İşte bu dediklerimizi kaale almadığınız bizleri dinlemediğiniz, sağlığı piyasalaştırdığınız ve kar aracına dönüştürdüğünüz için bugün bebeklerimizin özel hastane yoğun bakımlarında nasıl katledildiği haberleri ile sarsılıyoruz.
Bugün bizimle aynı günde Ankara’da en yetkili makamın önünde ve tüm illerde sağlık kurumları önlerinde ve kent meydanlarında gerçekleştirilen eylemlerde hep birlikte haykırıyoruz:
Yaşanan bu katliamı birkaç kişiye yıkarak birkaç hastane kapatarak örtemezsiniz. O hastanelerde çalışan suçsuz evine ekmek götüren emekçileri işsiz bırakamazsınız.
Bu hastaneleri kamulaştıracak ya da işsiz kalacak suça bulaşmamış emekçileri Sağlık Bakanlığına bağlı hastanelerde görevlendireceksiniz!
Dönemin il sağlık müdürü olan Sağlık Bakanı dâhil denetimden sorumlu yerelden bakanlığa kadar tüm bürokratlar sorumluluğu gereği görevden el çektirilerek adli ve idari soruşturmaya dahil edeceksiniz!

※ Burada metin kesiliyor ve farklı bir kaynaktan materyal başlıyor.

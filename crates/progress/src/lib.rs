//! Progress Tracking
//!
//! Completed lessons, module unlocking, and unlock celebration detection.

#![warn(missing_docs)]

pub mod tracker;
pub mod unlock;
pub mod summary;

pub use tracker::ProgressTracker;
pub use unlock::{compute_unlocked_modules, detect_newly_unlocked, is_module_completed};
pub use summary::{ModuleProgress, ProgressSummary};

Kar ederken ses çıkarmayan hastane patronları ya da özel hastane şirketlerinin yöneticileri de aynı derecede sorumludur. Gözaltına alınan tek bir hastane sahibi ya da şirket yöneticisi yoktur. Bunları da soruşturmaya dahil edeceksiniz!
Kamu hastanelerinde ki istihdam açığını hızla giderip liyakatsiz yöneticilerinizi geri çekeceksiniz!
Kamusal, nitelikli, erişilebilir, ücretsiz ve anadilinde sağlık sisteminin garantisini vereceksiniz!
Özel hastaneleri ya kamulaştıracaksınız ya da SGK ile yapılan tüm anlaşmaları iptal edecek ve hiçbir özel sağlık kurumu ile SGK’nın bir daha anlaşma yapmasının önüne geçeceksiniz! Madem özel hastane istiyorsunuz bırakın özel kalsınlar. SGK’dan yani halkın vergilerinden beslemeyeceksiniz!
Yönünüzü sermaye tekellerine değil halka, sağlık ve sosyal hizmet emekçilerine döneceksiniz!
Sağlık ve sosyal hizmet alanında yaşanan vurgunları, hırsızlıkları ve olumsuzlukları açığa çıkaran üye ve yöneticilerimize soruşturma açmaktan sürgün etmekten vazgeçeceksiniz. 
Bizleri dinlemeyi öğreneceksiniz!
Sağlık emekçileri ve halkı karşı karşıya getirip bu skandaldan sıyrılmanıza izin vermeyeceğiz.
Sistemin tüm yozlaştırıcılığına rağmen mesleğimizi etik ilkeler doğrultusunda yapma sorumluluğunun bilincinde toplumun sağlık hakkı için mücadele etmeye devam edeceğiz.